Saved data entries
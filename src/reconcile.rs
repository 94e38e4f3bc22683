//! Option reconciliation
//!
//! Pure diff between the options currently selected on a filter job and
//! the options a submission asks for. Input order and duplicates never
//! matter: everything is an [`OptionSet`] before comparison.

use filter_types::OptionSet;
use serde::Serialize;

/// Coarse intent that overrides the explicit option list
#[derive(Debug, Clone, Copy, PartialEq, Eq, Default)]
pub enum BulkAction {
    AddAll,
    RemoveAll,
    #[default]
    None,
}

/// Codes to add and codes to remove. The two sets are always disjoint.
#[derive(Debug, Clone, Default, PartialEq, Eq, Serialize)]
pub struct Diff {
    pub to_add: OptionSet,
    pub to_remove: OptionSet,
}

impl Diff {
    pub fn is_empty(&self) -> bool {
        self.to_add.is_empty() && self.to_remove.is_empty()
    }

    /// Selection that results once the diff has been applied to `current`
    pub fn apply_to(&self, current: &OptionSet) -> OptionSet {
        current.union(&self.to_add).difference(&self.to_remove)
    }
}

/// Diff `current` against `requested`.
///
/// `universe` is every code the catalog knows for the dimension and is only
/// consulted for [`BulkAction::AddAll`].
pub fn reconcile(
    current: &OptionSet,
    requested: &OptionSet,
    action: BulkAction,
    universe: &OptionSet,
) -> Diff {
    match action {
        BulkAction::AddAll => Diff {
            to_add: universe.difference(current),
            to_remove: OptionSet::new(),
        },
        BulkAction::RemoveAll => Diff {
            to_add: OptionSet::new(),
            to_remove: current.clone(),
        },
        BulkAction::None => Diff {
            to_add: requested.difference(current),
            to_remove: current.difference(requested),
        },
    }
}

/// Like [`reconcile`], but only codes inside `scope` may be added or removed.
///
/// Used when the page showed a subset of the dimension (search results, one
/// level of a hierarchy): an unticked box outside the subset was never shown,
/// so its absence from the submission says nothing.
pub fn reconcile_within(
    current: &OptionSet,
    requested: &OptionSet,
    action: BulkAction,
    universe: &OptionSet,
    scope: &OptionSet,
) -> Diff {
    reconcile(
        &current.intersection(scope),
        &requested.intersection(scope),
        action,
        &universe.intersection(scope),
    )
}
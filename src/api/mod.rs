//! REST front for dimension selection
//!
//! Form posts from the dimension pages land here and are answered with a
//! 303 to the next page; reads are answered with JSON.

pub mod error;
pub mod selection_routes;

pub use error::AppError;
pub use selection_routes::{create_selection_router, DynSelector, SelectionState};
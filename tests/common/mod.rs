//! In-memory stand-ins for the filtering, dataset and hierarchy services.

#![allow(dead_code)]

use std::collections::{BTreeMap, HashMap};
use std::sync::{Arc, Mutex};

use async_trait::async_trait;
use filter_controller::clients::{DatasetApi, FilterApi, HierarchyApi, PageParams};
use filter_controller::service::DimensionSelector;
use filter_controller::{BatchConfig, FilterError, Result};
use filter_types::{
    DatasetRef, DimensionOption, FilterJob, HierarchyNode, OptionsPage, VersionToken,
};

// ── Filtering service ──────────────────────────────────────────

#[derive(Debug)]
pub struct FilterState {
    pub job: FilterJob,
    pub revision: u64,
    /// dimension -> selected codes, in insertion order
    pub selected: BTreeMap<String, Vec<String>>,
    /// Bump the revision on the next options read, as another user would
    pub concurrent_edit: bool,
    pub fail_patch_call: Option<usize>,
    pub patch_calls: usize,
    pub replace_calls: usize,
}

pub struct FakeFilter {
    pub state: Mutex<FilterState>,
}

impl FakeFilter {
    pub fn new(filter_id: &str, dimensions: &[&str]) -> Self {
        Self {
            state: Mutex::new(FilterState {
                job: FilterJob {
                    filter_id: filter_id.to_string(),
                    version_token: None,
                    dataset: DatasetRef::new("cpih01", "time-series", "1"),
                    instance_id: Some("inst-1".to_string()),
                    dimensions: dimensions.iter().map(|d| d.to_string()).collect(),
                },
                revision: 1,
                selected: BTreeMap::new(),
                concurrent_edit: false,
                fail_patch_call: None,
                patch_calls: 0,
                replace_calls: 0,
            }),
        }
    }

    pub fn select(&self, dimension: &str, codes: &[&str]) {
        let mut state = self.state.lock().unwrap();
        state.selected.insert(
            dimension.to_string(),
            codes.iter().map(|c| c.to_string()).collect(),
        );
    }

    pub fn selected(&self, dimension: &str) -> Vec<String> {
        let state = self.state.lock().unwrap();
        let mut codes = state.selected.get(dimension).cloned().unwrap_or_default();
        codes.sort();
        codes
    }

    pub fn mutations(&self) -> usize {
        let state = self.state.lock().unwrap();
        state.patch_calls + state.replace_calls
    }

    pub fn token(&self) -> VersionToken {
        token_for(self.state.lock().unwrap().revision)
    }
}

fn token_for(revision: u64) -> VersionToken {
    VersionToken::new(format!("\"rev-{revision}\""))
}

fn check_expected(state: &FilterState, resource: &str, expected: &VersionToken) -> Result<()> {
    if *expected != token_for(state.revision) {
        return Err(FilterError::StaleVersion {
            resource: resource.to_string(),
            expected: expected.clone(),
        });
    }
    Ok(())
}

fn page_of(codes: &[DimensionOption], page: PageParams, token: Option<VersionToken>) -> OptionsPage {
    let start = page.offset.min(codes.len());
    let end = (page.offset + page.limit).min(codes.len());
    OptionsPage {
        items: codes[start..end].to_vec(),
        offset: page.offset,
        limit: page.limit,
        total_count: codes.len(),
        token,
    }
}

#[async_trait]
impl FilterApi for FakeFilter {
    async fn get_job_state(&self, filter_id: &str) -> Result<(FilterJob, VersionToken)> {
        let state = self.state.lock().unwrap();
        if state.job.filter_id != filter_id {
            return Err(FilterError::upstream(404, format!("/filters/{filter_id}")));
        }
        let token = token_for(state.revision);
        let mut job = state.job.clone();
        job.version_token = Some(token.clone());
        Ok((job, token))
    }

    async fn get_dimension_options(
        &self,
        filter_id: &str,
        dimension: &str,
        page: PageParams,
    ) -> Result<OptionsPage> {
        let mut state = self.state.lock().unwrap();
        if state.job.filter_id != filter_id {
            return Err(FilterError::upstream(404, format!("/filters/{filter_id}")));
        }
        if state.concurrent_edit {
            state.concurrent_edit = false;
            state.revision += 1;
        }
        let codes: Vec<DimensionOption> = state
            .selected
            .get(dimension)
            .map(|codes| codes.iter().map(DimensionOption::code_only).collect())
            .unwrap_or_default();
        Ok(page_of(&codes, page, Some(token_for(state.revision))))
    }

    async fn set_dimension_options(
        &self,
        _filter_id: &str,
        dimension: &str,
        codes: &[String],
        expected: &VersionToken,
    ) -> Result<VersionToken> {
        let mut state = self.state.lock().unwrap();
        check_expected(&state, dimension, expected)?;
        state.replace_calls += 1;
        state.selected.insert(dimension.to_string(), codes.to_vec());
        state.revision += 1;
        Ok(token_for(state.revision))
    }

    async fn patch_dimension_options(
        &self,
        _filter_id: &str,
        dimension: &str,
        to_add: &[String],
        to_remove: &[String],
        expected: &VersionToken,
    ) -> Result<VersionToken> {
        let mut state = self.state.lock().unwrap();
        check_expected(&state, dimension, expected)?;
        let call = state.patch_calls;
        state.patch_calls += 1;
        if state.fail_patch_call == Some(call) {
            return Err(FilterError::upstream(500, format!("/dimensions/{dimension}")));
        }

        let selected = state.selected.entry(dimension.to_string()).or_default();
        selected.retain(|c| !to_remove.contains(c));
        for code in to_add {
            if !selected.contains(code) {
                selected.push(code.clone());
            }
        }
        state.revision += 1;
        Ok(token_for(state.revision))
    }

    async fn add_dimension(
        &self,
        _filter_id: &str,
        dimension: &str,
        expected: &VersionToken,
    ) -> Result<VersionToken> {
        let mut state = self.state.lock().unwrap();
        check_expected(&state, dimension, expected)?;
        state.job.dimensions.push(dimension.to_string());
        state.revision += 1;
        Ok(token_for(state.revision))
    }

    async fn remove_dimension(
        &self,
        _filter_id: &str,
        dimension: &str,
        expected: &VersionToken,
    ) -> Result<VersionToken> {
        let mut state = self.state.lock().unwrap();
        check_expected(&state, dimension, expected)?;
        state.job.dimensions.retain(|d| d != dimension);
        state.selected.remove(dimension);
        state.revision += 1;
        Ok(token_for(state.revision))
    }
}

// ── Dataset catalog ────────────────────────────────────────────

#[derive(Default)]
pub struct FakeDataset {
    pub catalog: HashMap<String, Vec<DimensionOption>>,
}

impl FakeDataset {
    pub fn with(mut self, dimension: &str, options: &[(&str, &str)]) -> Self {
        self.catalog.insert(
            dimension.to_string(),
            options
                .iter()
                .map(|(code, label)| DimensionOption::new(*code, *label))
                .collect(),
        );
        self
    }

    pub fn with_codes(self, dimension: &str, codes: &[&str]) -> Self {
        let pairs: Vec<(&str, &str)> = codes.iter().map(|c| (*c, *c)).collect();
        self.with(dimension, &pairs)
    }
}

#[async_trait]
impl DatasetApi for FakeDataset {
    async fn get_options(
        &self,
        _dataset: &DatasetRef,
        dimension: &str,
        page: PageParams,
    ) -> Result<OptionsPage> {
        let options = self
            .catalog
            .get(dimension)
            .ok_or_else(|| FilterError::upstream(404, format!("/dimensions/{dimension}")))?;
        Ok(page_of(options, page, None))
    }

    async fn get_version_dimensions(&self, _dataset: &DatasetRef) -> Result<Vec<String>> {
        let mut names: Vec<String> = self.catalog.keys().cloned().collect();
        names.sort();
        Ok(names)
    }
}

// ── Hierarchy service ──────────────────────────────────────────

#[derive(Default)]
pub struct FakeHierarchy {
    pub nodes: HashMap<String, HierarchyNode>,
    pub root: String,
}

impl FakeHierarchy {
    /// UK geography, three levels deep, plus one node outside the topology
    pub fn uk() -> Self {
        let mut fake = Self {
            root: "K02000001".to_string(),
            ..Default::default()
        };
        fake.add(
            "K02000001",
            "United Kingdom",
            &[
                ("K03000001", "Great Britain"),
                ("N92000002", "Northern Ireland"),
                ("X00000001", "Elsewhere"),
            ],
        );
        fake.add(
            "K03000001",
            "Great Britain",
            &[("K04000001", "England and Wales"), ("S92000003", "Scotland")],
        );
        fake.add(
            "K04000001",
            "England and Wales",
            &[("E92000001", "England"), ("W92000004", "Wales")],
        );
        fake
    }

    fn add(&mut self, id: &str, label: &str, children: &[(&str, &str)]) {
        self.nodes.insert(
            id.to_string(),
            HierarchyNode {
                id: id.to_string(),
                label: label.to_string(),
                has_children: !children.is_empty(),
                children: children
                    .iter()
                    .map(|(cid, clabel)| HierarchyNode {
                        has_children: true,
                        ..HierarchyNode::leaf(*cid, *clabel)
                    })
                    .collect(),
            },
        );
    }
}

#[async_trait]
impl HierarchyApi for FakeHierarchy {
    async fn get_root(&self, instance_id: &str, dimension: &str) -> Result<HierarchyNode> {
        self.get_child(instance_id, dimension, &self.root).await
    }

    async fn get_child(
        &self,
        _instance_id: &str,
        _dimension: &str,
        node_id: &str,
    ) -> Result<HierarchyNode> {
        self.nodes
            .get(node_id)
            .cloned()
            .ok_or_else(|| FilterError::upstream(404, format!("/hierarchies/{node_id}")))
    }
}

// ── Wiring ─────────────────────────────────────────────────────

pub type Selector = DimensionSelector<dyn FilterApi, dyn DatasetApi, dyn HierarchyApi>;

pub fn batch(page_size: usize) -> BatchConfig {
    BatchConfig {
        page_size,
        max_concurrent_pages: 2,
    }
}

pub fn selector(filter: &Arc<FakeFilter>, dataset: FakeDataset, page_size: usize) -> Selector {
    let filter: Arc<dyn FilterApi> = filter.clone();
    let dataset: Arc<dyn DatasetApi> = Arc::new(dataset);
    let hierarchy: Arc<dyn HierarchyApi> = Arc::new(FakeHierarchy::uk());
    DimensionSelector::new(filter, dataset, hierarchy, batch(page_size))
}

Goal of the exercise:
When a line in the data contains "derive", return it as written.

Solution to this exercise:
#[derive(Debug, Clone, Copy, PartialEq, Eq, Default)]
#[derive(Debug, Clone, Default, PartialEq, Eq, Serialize)]
#[derive(Debug)]
#[derive(Default)]
#[derive(Default)]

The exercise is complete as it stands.